Sefer Shemos begins with the story of Moshe's birth, and a description of certain events in his life. Three episodes described in our Parsha stand out as presenting the basic traits of the character of the greatest leader and teacher of the Jewish people. These three stories as described in the Torah, seem to be trivial, but they are in fact tremendously important, if not imperative, to understand and appreciate in order for our people to survive.
The earliest adventure that we are told Moshe faced is when he saw a vicious Egyptian beating a Jew (שמות ב:י"א). His reaction was swift, yet careful. By killing the Egyptian (שם פסוק י"ב), he made it clear that Jewish blood is not cheap! The Torah then presents a second story. On the next day, Moshe saw one Jew raising his hand against a fellow Jew (שם פסוק י"ג). This enraged Moshe to the extent that he exclaimed "אכן נודע הדבר," "indeed the matter is known" (שם פסוק י"ד). As Rashi (שם) explains in the name of the Midrash, Moshe's exclamation was the result of his realization of why the Jewish people, of all nations, were sentenced to this period of suffering and slavery. He suddenly realized the greatest Jewish weakness: self-hatred and "Jewish" anti-semitism. When one Jew abuses another Jew, the nation is indeed in great trouble, and deserves whatever punishment befalls them. In the Sefer על התורה, Rabbi Mordechai HaKohen underscores this point by focusing on the Posuk later in the Torah where Moshe expresses doubt that Paroh will listen to him, saying "הן בני ישראל לא שמעו אלי ואיך ישמעני פרעה ואני ערל שפתים," "Bnai Yisrael did not listen to me, so how will Paroh listen to me, especially since I have a speech defect" (שם ו:י"ב). This Sefer suggests that Moshe here was really wondering what he would do if Paroh would listen to him while his own people reject him. Then, he says, he will be ערל שפתים, unable to respond. There is very little to say when Jews do not trust or get along with each other.

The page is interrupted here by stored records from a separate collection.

use std::fs::OpenOptions;
use std::io::Write;
use std::path::Path;

use csv::WriterBuilder;
use serde::Serialize;
use tracing::debug;

use crate::error::StoreError;
use crate::model::{ParseBatch, PriceRecord};

#[derive(Debug, Clone, Copy, PartialEq, Eq)]
pub enum WriteOutcome {
    /// Nothing to write; the file was not touched.
    Empty,
    Appended { rows: usize, header: bool },
}

#[derive(Serialize)]
struct CsvRow<'a> {
    rank: usize,
    name: &'a str,
    price: &'a str,
    #[serde(rename = "24h_change")]
    change_24h: &'a str,
    market_cap: &'a str,
    scrape_utc: &'a str,
}

impl<'a> CsvRow<'a> {
    fn new(r: &'a PriceRecord, scrape_utc: &'a str) -> Self {
        CsvRow {
            rank: r.rank,
            name: &r.name,
            price: &r.price,
            change_24h: &r.change_24h,
            market_cap: &r.market_cap,
            scrape_utc,
        }
    }
}

/// Append a batch to the CSV at `path`, creating it if needed. The header is
/// written only when the file is new or empty.
pub fn append_batch(path: &Path, batch: &ParseBatch) -> Result<WriteOutcome, StoreError> {
    if batch.is_empty() {
        return Ok(WriteOutcome::Empty);
    }

    let file = OpenOptions::new()
        .create(true)
        .append(true)
        .open(path)
        .map_err(|source| StoreError::Open {
            path: path.display().to_string(),
            source,
        })?;
    // Checked on the open handle: another writer may create the file first.
    let header = file.metadata()?.len() == 0;

    let rows = write_batch(file, batch, header)?;
    debug!(
        "Appended {} rows to {} (UTC {})",
        rows,
        path.display(),
        batch.timestamp()
    );
    Ok(WriteOutcome::Appended { rows, header })
}

/// Write the batch as CSV to any writer.
pub fn write_batch<W: Write>(w: W, batch: &ParseBatch, header: bool) -> Result<usize, StoreError> {
    let stamp = batch.timestamp();
    let mut wtr = WriterBuilder::new().has_headers(header).from_writer(w);
    for record in &batch.records {
        wtr.serialize(CsvRow::new(record, &stamp))?;
    }
    wtr.flush()?;
    Ok(batch.records.len())
}

#[cfg(test)]
mod tests {
    use super::*;
    use chrono::{TimeZone, Utc};
    use std::path::PathBuf;

    fn batch() -> ParseBatch {
        let ts = Utc.with_ymd_and_hms(2026, 10, 17, 9, 30, 5).unwrap();
        let mut b = ParseBatch::empty(ts);
        b.records.push(PriceRecord {
            rank: 1,
            name: "Bitcoin".into(),
            price: "$61,234.50".into(),
            change_24h: "2.51%".into(),
            market_cap: "$1.21T".into(),
            captured_at: ts,
        });
        b.records.push(PriceRecord {
            rank: 3,
            name: "Tether".into(),
            price: "$1.00".into(),
            change_24h: String::new(),
            market_cap: String::new(),
            captured_at: ts,
        });
        b
    }

    fn temp_path(tag: &str) -> PathBuf {
        let mut p = std::env::temp_dir();
        p.push(format!("crypto_tracker_{}_{}.csv", tag, std::process::id()));
        let _ = std::fs::remove_file(&p);
        p
    }

    #[test]
    fn writes_header_and_quotes() {
        let mut buf = Vec::new();
        let n = write_batch(&mut buf, &batch(), true).unwrap();
        assert_eq!(n, 2);
        let text = String::from_utf8(buf).unwrap();
        let lines: Vec<&str> = text.lines().collect();
        assert_eq!(lines[0], "rank,name,price,24h_change,market_cap,scrape_utc");
        assert_eq!(lines[1], "1,Bitcoin,\"$61,234.50\",2.51%,$1.21T,2026-10-17 09:30:05");
        assert_eq!(lines[2], "3,Tether,$1.00,,,2026-10-17 09:30:05");
    }

    #[test]
    fn no_header_when_appending() {
        let mut buf = Vec::new();
        write_batch(&mut buf, &batch(), false).unwrap();
        let text = String::from_utf8(buf).unwrap();
        assert!(text.starts_with("1,Bitcoin,"));
    }

    #[test]
    fn append_writes_header_once() {
        let path = temp_path("append");
        let first = append_batch(&path, &batch()).unwrap();
        assert_eq!(first, WriteOutcome::Appended { rows: 2, header: true });
        let second = append_batch(&path, &batch()).unwrap();
        assert_eq!(second, WriteOutcome::Appended { rows: 2, header: false });

        let text = std::fs::read_to_string(&path).unwrap();
        assert_eq!(text.lines().count(), 5);
        assert_eq!(text.matches("rank,name").count(), 1);
        let _ = std::fs::remove_file(&path);
    }

    #[test]
    fn existing_empty_file_gets_header() {
        let path = temp_path("empty_file");
        std::fs::write(&path, "").unwrap();
        let out = append_batch(&path, &batch()).unwrap();
        assert_eq!(out, WriteOutcome::Appended { rows: 2, header: true });
        let _ = std::fs::remove_file(&path);
    }

    #[test]
    fn file_filled_by_another_writer_gets_no_header() {
        let path = temp_path("other_writer");
        let other = OpenOptions::new().create(true).append(true).open(&path).unwrap();
        write_batch(other, &batch(), true).unwrap();

        let out = append_batch(&path, &batch()).unwrap();
        assert_eq!(out, WriteOutcome::Appended { rows: 2, header: false });
        let text = std::fs::read_to_string(&path).unwrap();
        assert_eq!(text.matches("rank,name").count(), 1);
        assert_eq!(text.lines().count(), 5);
        let _ = std::fs::remove_file(&path);
    }

    #[test]
    fn empty_batch_does_not_create_file() {
        let path = temp_path("none");
        let ts = Utc.with_ymd_and_hms(2026, 10, 17, 9, 30, 5).unwrap();
        let out = append_batch(&path, &ParseBatch::empty(ts)).unwrap();
        assert_eq!(out, WriteOutcome::Empty);
        assert!(!path.exists());
    }
}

Finally, when Moshe was in Midyan, he saw that several shepherds were driving seven young women and their sheep away from the well (שם ב:י"ז). Moshe could not tolerate such discrimination; he therefore stood up and helped them, and provided water for the flock (שם). We see from here how important it is to stand up for social justice. Chazal tell us that the world is built on kindness, an idea expressed in Tehillim (פ"ט:ג), where we read "עולם חסד יבנה." This is not limited, however, to Chessed done by or for Jews exclusively. Indeed, we recognize the greatness of חסידי אומות העולם, the righteous gentiles, whom the Rambam tells us (פרק ג' מהל' תשובה הלכה ה') have a share in Olam HaBa. It would not be possible for us to acknowledge this unless we understand the existence of a notion of Chessed and social justice which applies to the whole world.
We are thus trained by Moshe Rabbeinu, our fearless leader, through these episodes, to be ready to follow his example. We must be prepared to fight the vicious anti-Semites who threaten our existence. At the same time, we are directed to bring peace and stop the fighting between the different factions of our Kehillah. The great enemies of the Jews throughout the centuries, down to our very own day, made no distinction between observant and non-observant Jews. The collective suffering of our people can serve as an eternal symbol that should inspire us to unite and to love each other as we love Hashem.
Finally, we dare not live a parochial, self-centered life. We are a part of the larger community. Sometimes, one who suffers a personal tragedy sees kindness from every friend he has ever known; from colleagues, Talmidim, congregants and Chaverim who stand together to help in whatever way possible. Jew and non-Jew can show to each other this Chessed that was so beautifully displayed by our Rebbe, Moshe Rabbeinu. The story is told of two men who were seated in the lobby of a hotel; one was a white American and the other an Apache Indian. The Caucasian stared at the Indian, and respectfully asked, "Are you really a full-blooded Indian?" "Well, no," replied the Apache thoughtfully, "I am short one pint of blood, which I just gave to save a white man's life." This is an example of real Chessed, Moshe's style.